TASK INSTRUCTIONS
How many lines of the data contain the word "GenerationClient"? Give only that number.

Saved entries
=-=-=

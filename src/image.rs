use crate::error::{FactoryError, Result};
use base64::prelude::*;
use serde::{Deserialize, Serialize};
use std::fmt;
use std::path::Path;

const DEFAULT_MIME: &str = "image/png";

/// 自描述图片：`data:<mime>;base64,<data>`
#[derive(Clone, PartialEq, Eq, Serialize, Deserialize)]
#[serde(try_from = "String", into = "String")]
pub struct ImagePayload {
    mime_type: String,
    data: String,
}

impl ImagePayload {
    /// 包装已经 base64 编码的数据
    pub fn from_base64(mime_type: impl Into<String>, data: impl Into<String>) -> Self {
        Self {
            mime_type: mime_type.into(),
            data: data.into(),
        }
    }

    pub fn from_bytes(mime_type: impl Into<String>, bytes: &[u8]) -> Self {
        Self::from_base64(mime_type, BASE64_STANDARD.encode(bytes))
    }

    /// 解析 data URI，缺少 `data:` 头或 base64 标记的都拒绝
    pub fn parse(uri: &str) -> Result<Self> {
        let rest = uri
            .strip_prefix("data:")
            .ok_or_else(|| FactoryError::InvalidPayload("missing data: prefix".to_string()))?;
        let (header, data) = rest
            .split_once(',')
            .ok_or_else(|| FactoryError::InvalidPayload("missing ',' separator".to_string()))?;
        let mime_type = header
            .strip_suffix(";base64")
            .ok_or_else(|| FactoryError::InvalidPayload("payload is not base64".to_string()))?;

        let mime_type = if mime_type.is_empty() {
            DEFAULT_MIME
        } else {
            mime_type
        };

        Ok(Self::from_base64(mime_type, data))
    }

    /// 从磁盘读取图片，按扩展名判断 MIME 类型
    pub async fn from_path(path: &Path) -> Result<Self> {
        let bytes = tokio::fs::read(path).await?;
        Ok(Self::from_bytes(mime_from_extension(path), &bytes))
    }

    pub fn mime_type(&self) -> &str {
        &self.mime_type
    }

    /// 不带前缀的 base64 数据
    pub fn base64_data(&self) -> &str {
        &self.data
    }

    pub fn decode(&self) -> Result<Vec<u8>> {
        Ok(BASE64_STANDARD.decode(self.data.trim())?)
    }

    pub fn extension(&self) -> &'static str {
        match self.mime_type.as_str() {
            "image/jpeg" | "image/jpg" => "jpg",
            "image/webp" => "webp",
            "image/gif" => "gif",
            _ => "png",
        }
    }

    pub fn to_data_uri(&self) -> String {
        format!("data:{};base64,{}", self.mime_type, self.data)
    }
}

fn mime_from_extension(path: &Path) -> &'static str {
    let ext = path
        .extension()
        .and_then(|e| e.to_str())
        .map(|e| e.to_ascii_lowercase());

    match ext.as_deref() {
        Some("jpg") | Some("jpeg") => "image/jpeg",
        Some("webp") => "image/webp",
        Some("gif") => "image/gif",
        _ => DEFAULT_MIME,
    }
}

impl TryFrom<String> for ImagePayload {
    type Error = FactoryError;

    fn try_from(value: String) -> Result<Self> {
        Self::parse(&value)
    }
}

impl From<ImagePayload> for String {
    fn from(value: ImagePayload) -> Self {
        value.to_data_uri()
    }
}

// 数据可能有几 MB，Debug 只输出长度
impl fmt::Debug for ImagePayload {
    fn fmt(&self, f: &mut fmt::Formatter<'_>) -> fmt::Result {
        f.debug_struct("ImagePayload")
            .field("mime_type", &self.mime_type)
            .field("len", &self.data.len())
            .finish()
    }
}
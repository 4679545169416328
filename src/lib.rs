//! Veo Factory：五条产品线的概念图批量生成、Veo 视频脚本和素材打包

pub mod api;
pub mod archive;
pub mod batch;
pub mod config;
pub mod error;
pub mod factory;
pub mod generation;
pub mod host;
pub mod image;
pub mod render;
pub mod row;
pub mod scene;
pub mod state;

pub use error::{FactoryError, Result};
pub use factory::Factory;
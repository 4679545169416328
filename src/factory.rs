use crate::api::GenerationBackend;
use crate::archive::{package_all_rows, package_row, Archive};
use crate::batch::{run_batch, BatchReport};
use crate::config::{AspectRatio, FactorySettings};
use crate::error::{FactoryError, Result};
use crate::generation::GenerationClient;
use crate::host::{Clipboard, FileSaver};
use crate::image::ImagePayload;
use crate::render::{render_row, RowOutcome};
use crate::row::{InputSlot, RowId};
use crate::state::{ClearAllRequest, Dashboard};
use tracing::warn;

/// 前端可调用的操作
pub struct Factory<B, S, C> {
    dashboard: Dashboard,
    client: GenerationClient<B>,
    saver: S,
    clipboard: C,
}

impl<B, S, C> Factory<B, S, C>
where
    B: GenerationBackend,
    S: FileSaver,
    C: Clipboard,
{
    pub fn new(settings: FactorySettings, backend: B, saver: S, clipboard: C) -> Self {
        Self {
            dashboard: Dashboard::new(settings),
            client: GenerationClient::new(backend),
            saver,
            clipboard,
        }
    }

    pub fn dashboard(&self) -> &Dashboard {
        &self.dashboard
    }

    pub async fn set_style(&self, style: impl Into<String>) {
        self.dashboard.set_style(style).await
    }

    pub async fn set_aspect_ratio(&self, aspect_ratio: AspectRatio) {
        self.dashboard.set_aspect_ratio(aspect_ratio).await
    }

    /// 是否显示全部下载
    pub async fn has_any_concepts(&self) -> bool {
        self.dashboard.has_any_concepts().await
    }

    pub async fn attach_input(&self, row_id: RowId, slot: InputSlot, image: ImagePayload) -> Result<()> {
        self.dashboard.attach_input(row_id, slot, image).await
    }

    pub async fn clear_row(&self, row_id: RowId) -> Result<()> {
        self.dashboard.clear_row(row_id).await
    }

    pub async fn request_clear_all(&self) -> ClearAllRequest {
        self.dashboard.request_clear_all().await
    }

    pub async fn cancel_clear_all(&self) {
        self.dashboard.cancel_clear_all().await
    }

    pub async fn render_row(&self, row_id: RowId) -> Result<RowOutcome> {
        render_row(&self.dashboard, &self.client, row_id).await
    }

    pub async fn run_batch(&self) -> Result<BatchReport> {
        run_batch(&self.dashboard, &self.client).await
    }

    /// 打包单行并交给宿主保存，返回压缩包文件名；未就绪时返回 `None`
    pub async fn download_row(&self, row_id: RowId) -> Result<Option<String>> {
        let row = self.dashboard.row(row_id).await?;
        match package_row(&row)? {
            Some(archive) => Ok(Some(self.offer(archive).await)),
            None => Ok(None),
        }
    }

    /// 打包所有就绪的行
    pub async fn download_all(&self) -> Result<Option<String>> {
        let rows = self.dashboard.ready_rows().await;
        match package_all_rows(&rows)? {
            Some(archive) => Ok(Some(self.offer(archive).await)),
            None => Ok(None),
        }
    }

    /// 复制某行第 `scene` 个场景（从 1 开始）的提示词
    pub async fn copy_prompt(&self, row_id: RowId, scene: usize) -> Result<()> {
        let row = self.dashboard.row(row_id).await?;
        let prompt = row
            .script
            .as_ref()
            .and_then(|script| scene.checked_sub(1).and_then(|i| script.scenes.get(i)))
            .map(|s| s.prompt.clone())
            .ok_or(FactoryError::UnknownScene { row: row_id, scene })?;

        if let Err(e) = self.clipboard.copy(&prompt).await {
            warn!(row = row_id, scene, error = %e, "Clipboard copy failed");
        }
        Ok(())
    }

    async fn offer(&self, archive: Archive) -> String {
        let Archive { file_name, bytes } = archive;
        if let Err(e) = self.saver.save(&file_name, bytes).await {
            warn!(file = %file_name, error = %e, "Saving archive failed");
        }
        file_name
    }
}
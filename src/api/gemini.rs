use super::{GenerationBackend, ImageRequest, ScriptRequest};
use crate::config::GeminiConfig;
use crate::error::{FactoryError, Result};
use crate::image::ImagePayload;
use async_trait::async_trait;
use reqwest::Client;
use serde::Deserialize;
use serde_json::{json, Value};
use tracing::{debug, info, warn};

#[derive(Debug, Clone)]
pub struct GeminiClient {
    config: GeminiConfig,
    client: Client,
}

#[derive(Debug, Deserialize)]
struct GenerateContentResponse {
    #[serde(default)]
    candidates: Vec<Candidate>,
}

#[derive(Debug, Deserialize)]
struct Candidate {
    content: Option<Content>,
}

#[derive(Debug, Deserialize)]
struct Content {
    #[serde(default)]
    parts: Vec<Part>,
}

#[derive(Debug, Deserialize)]
#[serde(rename_all = "camelCase")]
struct Part {
    text: Option<String>,
    inline_data: Option<InlineData>,
}

#[derive(Debug, Deserialize)]
#[serde(rename_all = "camelCase")]
struct InlineData {
    mime_type: Option<String>,
    data: String,
}

impl GenerateContentResponse {
    fn first_parts(&self) -> &[Part] {
        self.candidates
            .first()
            .and_then(|c| c.content.as_ref())
            .map(|c| c.parts.as_slice())
            .unwrap_or_default()
    }

    /// 第一个候选中的第一张图片
    fn image(&self) -> Option<ImagePayload> {
        self.first_parts().iter().find_map(|part| {
            part.inline_data.as_ref().map(|inline| {
                let mime = inline.mime_type.as_deref().unwrap_or("image/png");
                ImagePayload::from_base64(mime, inline.data.clone())
            })
        })
    }

    /// 第一个候选中的文本
    fn text(&self) -> Option<String> {
        let text: String = self
            .first_parts()
            .iter()
            .filter_map(|part| part.text.as_deref())
            .collect();
        (!text.is_empty()).then_some(text)
    }
}

fn inline_part(image: &ImagePayload) -> Value {
    json!({
        "inlineData": {
            "mimeType": image.mime_type(),
            "data": image.base64_data(),
        }
    })
}

fn script_schema() -> Value {
    json!({
        "type": "OBJECT",
        "properties": {
            "duration": { "type": "NUMBER" },
            "content": { "type": "STRING" },
            "scenes": {
                "type": "ARRAY",
                "items": {
                    "type": "OBJECT",
                    "properties": {
                        "time": { "type": "STRING" },
                        "description": { "type": "STRING" },
                        "dialogue": { "type": "STRING" },
                        "veoPrompt": { "type": "STRING" }
                    },
                    "required": ["time", "description", "dialogue", "veoPrompt"]
                }
            }
        },
        "required": ["duration", "content", "scenes"]
    })
}

impl GeminiClient {
    pub fn new(config: GeminiConfig) -> Result<Self> {
        let client = Client::builder().timeout(config.request_timeout).build()?;
        Ok(Self { config, client })
    }

    async fn generate_content(&self, model: &str, body: &Value) -> Result<GenerateContentResponse> {
        let url = format!("{}/models/{}:generateContent", self.config.base_url, model);
        debug!(model = %model, "Calling generateContent");

        let response = self
            .client
            .post(&url)
            .header("x-goog-api-key", &self.config.api_key)
            .header("Content-Type", "application/json")
            .json(body)
            .send()
            .await?;

        if !response.status().is_success() {
            let status = response.status();
            let error_text = response.text().await?;
            return Err(FactoryError::Api(format!(
                "Gemini API error (HTTP {}): {}",
                status, error_text
            )));
        }

        Ok(response.json().await?)
    }
}

#[async_trait]
impl GenerationBackend for GeminiClient {
    async fn generate_image(&self, request: ImageRequest) -> Result<Option<ImagePayload>> {
        info!(
            inputs = request.images.len(),
            aspect_ratio = %request.aspect_ratio,
            "Generating image"
        );

        let mut parts = vec![json!({ "text": request.instruction })];
        parts.extend(request.images.iter().map(inline_part));

        let body = json!({
            "contents": [{ "parts": parts }],
            "generationConfig": {
                "responseModalities": ["TEXT", "IMAGE"],
                "imageConfig": { "aspectRatio": request.aspect_ratio.as_str() }
            }
        });

        let response = self.generate_content(&self.config.image_model, &body).await?;
        Ok(response.image())
    }

    async fn generate_script(&self, request: ScriptRequest) -> Result<String> {
        info!(inputs = request.images.len(), "Generating video script");

        let mut parts: Vec<Value> = request.images.iter().map(inline_part).collect();
        parts.push(json!({ "text": request.instruction }));

        let body = json!({
            "contents": [{ "parts": parts }],
            "systemInstruction": { "parts": [{ "text": request.system_directive }] },
            "generationConfig": {
                "responseMimeType": "application/json",
                "responseSchema": script_schema()
            }
        });

        let response = self.generate_content(&self.config.script_model, &body).await?;
        Ok(response.text().unwrap_or_else(|| {
            warn!("Script answer carried no text");
            String::new()
        }))
    }
}

#[cfg(test)]
mod tests {
    use super::*;

    #[test]
    fn extracts_first_inline_image() {
        let json = r#"{
            "candidates": [{
                "content": {
                    "parts": [
                        {"text": "Here is your scene"},
                        {"inlineData": {"mimeType": "image/png", "data": "aW1n"}}
                    ]
                }
            }]
        }"#;
        let response: GenerateContentResponse = serde_json::from_str(json).unwrap();
        let image = response.image().unwrap();
        assert_eq!(image.mime_type(), "image/png");
        assert_eq!(image.decode().unwrap(), b"img");
    }

    #[test]
    fn text_only_answer_has_no_image() {
        let json = r#"{"candidates": [{"content": {"parts": [{"text": "sorry"}]}}]}"#;
        let response: GenerateContentResponse = serde_json::from_str(json).unwrap();
        assert!(response.image().is_none());
        assert_eq!(response.text().as_deref(), Some("sorry"));
    }

    #[test]
    fn blocked_answer_has_neither() {
        let response: GenerateContentResponse =
            serde_json::from_str(r#"{"promptFeedback": {"blockReason": "SAFETY"}}"#).unwrap();
        assert!(response.image().is_none());
        assert!(response.text().is_none());
    }

    fn spawn_json_server(body: &'static str) -> String {
        use std::io::{Read, Write};
        use std::net::TcpListener;

        let listener = TcpListener::bind("127.0.0.1:0").expect("bind raw listener");
        let addr = listener.local_addr().expect("raw listener addr");

        std::thread::spawn(move || {
            if let Ok((mut stream, _)) = listener.accept() {
                // 读完整个请求再回复
                let mut request = Vec::new();
                let mut chunk = [0_u8; 4096];
                loop {
                    let n = match stream.read(&mut chunk) {
                        Ok(0) | Err(_) => break,
                        Ok(n) => n,
                    };
                    request.extend_from_slice(&chunk[..n]);
                    let text = String::from_utf8_lossy(&request).to_lowercase();
                    if let Some(end) = text.find("\r\n\r\n") {
                        let length = text[..end]
                            .lines()
                            .find_map(|line| line.strip_prefix("content-length:"))
                            .and_then(|v| v.trim().parse::<usize>().ok())
                            .unwrap_or(0);
                        if request.len() >= end + 4 + length {
                            break;
                        }
                    }
                }

                let response = format!(
                    "HTTP/1.1 200 OK\r\nContent-Type: application/json\r\nContent-Length: {}\r\nConnection: close\r\n\r\n{}",
                    body.len(),
                    body
                );
                let _ = stream.write_all(response.as_bytes());
                let _ = stream.flush();
            }
        });

        format!("http://{}", addr)
    }

    fn client_for(base_url: String) -> GeminiClient {
        let mut config = GeminiConfig::new("test-key");
        config.base_url = base_url;
        GeminiClient::new(config).unwrap()
    }

    #[tokio::test]
    async fn blocked_script_answer_is_empty_text() {
        let url = spawn_json_server(r#"{"promptFeedback": {"blockReason": "SAFETY"}}"#);
        let request = ScriptRequest {
            images: vec![ImagePayload::from_bytes("image/png", b"img")],
            instruction: "write".to_string(),
            system_directive: "director".to_string(),
        };

        let text = client_for(url).generate_script(request).await.unwrap();
        assert!(text.is_empty());
    }

    #[tokio::test]
    async fn blocked_script_answer_falls_back() {
        use crate::generation::GenerationClient;
        use crate::scene::VideoScript;

        let url = spawn_json_server(r#"{"candidates": [{"content": {"parts": []}}]}"#);
        let client = GenerationClient::new(client_for(url));
        let images = vec![ImagePayload::from_bytes("image/png", b"img")];

        let script = client.generate_video_flow(&images, "Cinematic Fashion").await.unwrap();
        assert_eq!(script, VideoScript::fallback());
    }

    #[test]
    fn inline_part_uses_raw_base64() {
        let image = ImagePayload::parse("data:image/webp;base64,AAAA").unwrap();
        let part = inline_part(&image);
        assert_eq!(part["inlineData"]["mimeType"], "image/webp");
        assert_eq!(part["inlineData"]["data"], "AAAA");
    }
}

=-=-=

ANSWER TO THE PROBLEM
5